Unfortunately, I found out that my favorite chocolate isn't all that great of a choice, so I will be working on finding chocolate with more cocoa in it in the future. Also, I learned that you want to get chocolate that hasn't been processed with alkali, because that takes a lot of the flavanoids (or however you say that) out. :( Who knew?
8/19/2014
Survived my first day of the menu/journal thing. Went pretty well. Currently, I can't imagine living my life this way, but we'll take it one day at a time for now & see how things go. I'm going to start exercising again today as well. Weighed myself yesterday. I've gain 5 pounds in the last 2 weeks, officially making me heavier than I've been since my initial weight-loss after having Alex. I don't know what's going on that I've started gaining weight in the last month or so. Super obnoxious.
8/17/2014
I've started reading my sugar shock book. So far it's focusing on getting your mind in the right place & starting to find healthy feel good alternatives to eating junk food.
Tomorrow I'll start implementing some of her ideas, & I'm also heading back to making a menu including 3 meals & 2 snacks starting tomorrow. I'm also going to start an eating journal to record what ever it is I eat for the next few weeks. I've had a hard time doing a journal in the past because I... well... I lie. Yeah. I'm lying to myself, I know. Pathetic. But I hate admitting that I'm such a junky. I'm going in this tomorrow with a renewed attempt at being honest & hoping that the menu will help simplify the journal stuff. Wish me luck!
8/14/2014
A depressing amount of time has passed without me being able to really even put much effort into kicking my sugar habit-- & losing those 20 lbs I'm still hanging on to. I know it sounds pathetic, but I really feel like I need help-- like going away to a rehab for 3 months. Since that's not going to happen, I've done the easiest other thing I can think of: I bought a book. "Beyond Sugar Shock", by I don't even know who. I'm 30 pages into it & so far the information is good, but I'm still at the phase where the idea of giving up or even reducing sugar sounds like a not-so-funny joke. The part of the book I'm in right now deals mostly with how sugar is used by your body & how refined sugars and especially high fructose corn syrup is used by your body differently than sugars found naturally in food. White flour is apparently just about the same as processed sugar when it comes to how your body uses it (along w/ white rice, potatoes, etc).

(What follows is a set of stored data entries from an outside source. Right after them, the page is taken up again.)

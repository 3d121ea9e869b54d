// ABOUTME: End-to-end tests for the barn public API over shared in-memory and file storage.
// ABOUTME: Covers every command, persistence across reopen, and manual and automatic compaction.

use barn::{Barn, FileBackend, MemoryBackend, StorageBackend, StoreConfig};

fn open(storage: &MemoryBackend) -> Barn<&MemoryBackend> {
    Barn::new(storage).unwrap()
}

#[test]
fn set_get_del() {
    let storage = MemoryBackend::new();
    let mut barn = open(&storage);

    barn.set("key", "val").unwrap();
    barn.set("key2", "val2").unwrap();
    assert_eq!(barn.get("key").unwrap().as_deref(), Some("val"));
    assert_eq!(barn.get("key2").unwrap().as_deref(), Some("val2"));

    assert_eq!(barn.del("key").unwrap(), 1);
    assert_eq!(barn.get("key").unwrap(), None);
    assert_eq!(barn.del("key").unwrap(), 0);
}

#[test]
fn list_operations() {
    let storage = MemoryBackend::new();
    let mut barn = open(&storage);

    assert_eq!(barn.lpush("key", "val1").unwrap(), 1);
    assert_eq!(barn.lpush("key", "val2").unwrap(), 2);
    assert_eq!(barn.rpush("key", "val3").unwrap(), 3);
    assert_eq!(barn.llen("key").unwrap(), 3);
    assert_eq!(
        barn.lrange("key", 0, -1).unwrap(),
        Some(vec!["val2".to_string(), "val1".to_string(), "val3".to_string()])
    );

    assert_eq!(barn.lpop("key").unwrap().as_deref(), Some("val2"));
    assert_eq!(barn.rpop("key").unwrap().as_deref(), Some("val3"));
    assert_eq!(barn.rpop("key").unwrap().as_deref(), Some("val1"));
    assert_eq!(barn.rpop("key").unwrap(), None);
    assert_eq!(barn.lpop("missing").unwrap(), None);
    assert_eq!(barn.llen("missing").unwrap(), 0);
    assert_eq!(barn.lrange("missing", 0, -1).unwrap(), None);
}

fn range(barn: &mut Barn<&MemoryBackend>, start: i64, end: i64) -> Vec<String> {
    barn.lrange("key", start, end).unwrap().expect("list should exist")
}

#[test]
fn lrange_boundary_laws() {
    let storage = MemoryBackend::new();
    let mut barn = open(&storage);
    for v in ["a", "b", "c"] {
        barn.rpush("key", v).unwrap();
    }

    assert_eq!(range(&mut barn, 0, 0), vec!["a"]);
    assert_eq!(range(&mut barn, -3, 2), vec!["a", "b", "c"]);
    assert_eq!(range(&mut barn, 0, 10), vec!["a", "b", "c"]);
    assert!(range(&mut barn, 3, 10).is_empty());
    assert_eq!(range(&mut barn, 0, -1), vec!["a", "b", "c"]);
    assert_eq!(range(&mut barn, 0, -2), vec!["a", "b"]);
}

#[test]
fn set_operations() {
    let storage = MemoryBackend::new();
    let mut barn = open(&storage);

    assert!(!barn.sismember("key", "x").unwrap());
    assert_eq!(barn.smembers("key").unwrap(), None);

    assert_eq!(barn.sadd("key", "x").unwrap(), 1);
    assert_eq!(barn.sadd("key", "x").unwrap(), 0);
    assert_eq!(barn.sadd("key", "y").unwrap(), 1);
    assert!(barn.sismember("key", "x").unwrap());
    assert_eq!(barn.smembers("key").unwrap().map(|m| m.len()), Some(2));

    assert_eq!(barn.srem("key", "x").unwrap(), 1);
    assert_eq!(barn.srem("key", "x").unwrap(), 0);
    assert!(!barn.sismember("key", "x").unwrap());
}

#[test]
fn srem_on_missing_key_creates_an_empty_set() {
    let storage = MemoryBackend::new();
    let mut barn = open(&storage);

    assert_eq!(barn.srem("k", "x").unwrap(), 0);
    assert_eq!(barn.smembers("k").unwrap(), Some(vec![]));
    assert!(barn.lpush("k", "v").unwrap_err().is_type_mismatch());

    let mut reopened = open(&storage);
    assert_eq!(reopened.smembers("k").unwrap(), Some(vec![]));
}

#[test]
fn type_isolation() {
    let storage = MemoryBackend::new();
    let mut barn = open(&storage);
    barn.set("k", "v").unwrap();

    assert!(barn.lpush("k", "x").unwrap_err().is_type_mismatch());
    assert!(barn.lpop("k").unwrap_err().is_type_mismatch());
    assert!(barn.rpush("k", "x").unwrap_err().is_type_mismatch());
    assert!(barn.rpop("k").unwrap_err().is_type_mismatch());
    assert!(barn.llen("k").unwrap_err().is_type_mismatch());
    assert!(barn.lrange("k", 0, 0).unwrap_err().is_type_mismatch());
    assert!(barn.sadd("k", "x").unwrap_err().is_type_mismatch());
    assert!(barn.srem("k", "x").unwrap_err().is_type_mismatch());
    assert!(barn.smembers("k").unwrap_err().is_type_mismatch());
    assert!(barn.sismember("k", "x").unwrap_err().is_type_mismatch());
    assert_eq!(barn.get("k").unwrap().as_deref(), Some("v"));

    // Nothing but the SET was logged.
    assert_eq!(barn.engine().index(), 1);
    let mut reopened = open(&storage);
    assert_eq!(reopened.get("k").unwrap().as_deref(), Some("v"));
}

#[test]
fn persistence_across_instances() {
    let storage = MemoryBackend::new();
    {
        let mut barn = open(&storage);
        barn.set("key", "val").unwrap();
        barn.set("key2", "val2").unwrap();
        barn.lpush("list", "val").unwrap();
        barn.lpush("list", "val2").unwrap();
        barn.rpop("list").unwrap();
        barn.sadd("set", "m").unwrap();
    }

    let mut barn = open(&storage);
    assert_eq!(barn.get("key").unwrap().as_deref(), Some("val"));
    assert_eq!(barn.get("key2").unwrap().as_deref(), Some("val2"));
    assert_eq!(barn.llen("list").unwrap(), 1);
    assert_eq!(barn.lrange("list", 0, -1).unwrap(), Some(vec!["val2".to_string()]));
    assert!(barn.sismember("set", "m").unwrap());
}

#[test]
fn condense_across_three_instances() {
    let storage = MemoryBackend::new();

    let mut barn = open(&storage);
    barn.set("key", "val").unwrap();
    barn.condense().unwrap();

    let mut barn2 = open(&storage);
    barn2.set("key2", "val2").unwrap();
    barn2.condense().unwrap();

    let mut barn3 = open(&storage);
    barn3.set("key3", "val3").unwrap();
    assert_eq!(barn3.get("key").unwrap().as_deref(), Some("val"));
    assert_eq!(barn3.get("key2").unwrap().as_deref(), Some("val2"));
    assert_eq!(barn3.get("key3").unwrap().as_deref(), Some("val3"));
}

#[test]
fn condense_leaves_one_entry_and_keyset() {
    let storage = MemoryBackend::new();
    let mut barn = open(&storage);
    barn.set("key", "val").unwrap();
    barn.set("key1", "val1").unwrap();
    barn.set("key2", "val2").unwrap();
    assert_eq!(storage.len().unwrap(), 3 + 1);

    barn.condense().unwrap();
    assert_eq!(storage.len().unwrap(), 1 + 1);
}

#[test]
fn auto_condense_at_default_threshold() {
    let storage = MemoryBackend::new();
    let mut barn = open(&storage);
    assert_eq!(storage.len().unwrap(), 1);

    for i in 0..1000 {
        barn.set(&format!("key{}", i), &format!("val{}", i)).unwrap();
    }
    assert_eq!(storage.len().unwrap(), 1000 + 1);

    barn.set("keyX", "valX").unwrap();
    assert_eq!(storage.len().unwrap(), 1 + 1);

    let mut reopened = open(&storage);
    assert_eq!(reopened.get("key999").unwrap().as_deref(), Some("val999"));
    assert_eq!(reopened.get("keyX").unwrap().as_deref(), Some("valX"));
}

#[test]
fn auto_condense_at_configured_threshold() {
    let max = 5;
    let storage = MemoryBackend::new();
    let config = StoreConfig::default().with_max_entries(max);
    let mut barn = Barn::with_namespace("test", &storage, config).unwrap();
    assert_eq!(storage.len().unwrap(), 1);

    for i in 0..max {
        barn.set(&format!("key{}", i), &format!("val{}", i)).unwrap();
    }
    assert_eq!(storage.len().unwrap(), max + 1);

    barn.set("keyX", "valX").unwrap();
    assert_eq!(storage.len().unwrap(), 1 + 1);

    // Another full generation's worth of writes compacts again.
    for i in 0..max {
        barn.sadd("tags", &format!("t{}", i)).unwrap();
    }
    assert_eq!(barn.engine().generation(), 2);
    assert_eq!(storage.len().unwrap(), 1 + 1);
}

#[test]
fn file_backed_store_survives_reopen() {
    let dir = tempfile::TempDir::new().unwrap();
    let path = dir.path().join("barn.json");

    {
        let mut barn = Barn::new(FileBackend::open(&path).unwrap()).unwrap();
        barn.rpush("queue", "job-1").unwrap();
        barn.rpush("queue", "job-2").unwrap();
        barn.condense().unwrap();
        barn.lpop("queue").unwrap();
    }

    let mut barn = Barn::new(FileBackend::open(&path).unwrap()).unwrap();
    assert_eq!(barn.engine().generation(), 1);
    assert_eq!(barn.lrange("queue", 0, -1).unwrap(), Some(vec!["job-2".to_string()]));
}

The main thing that I've found myself realizing lately (not because of the book-- it's just something that I've slowly started accepting) is that I am going to have to learn to cook different meals or modify the ones that I keep using. I've fought that idea forever, telling my self that that's just what we eat! It's the food I know how to cook & that I like. How could I possibly change that? Well, the truth is that I'm going to have to.
Recently I've learned that 4 grams of sugar is equal to 1 tsp. I never knew that before. I also learned that it's recommended that women don't eat more than 6 tsp (24 grams) or men more than 9 tsp (36 grams) of added sugar a day. You'd think that wouldn't be to hard, but I just found out that the yoplait yogurt I eat has at least 4 tsp of added sugar in a little 6 oz cup. Other yogurts that I've found aren't any better, especially since I don't believe in artificial sweetners (poison. totally don't get how people would think their a good choice). Pretty much EVERYTHING I eat that I didn't make completely from scratch is the same. All with various types of added sugars & simple white flour type carbs. :(
Makes me want to cry. I'm going to continue with the book. She's supposed to have a 6 week program to help break sugar addicition, so soon I'll see if it's doable & if it works. Wish me luck!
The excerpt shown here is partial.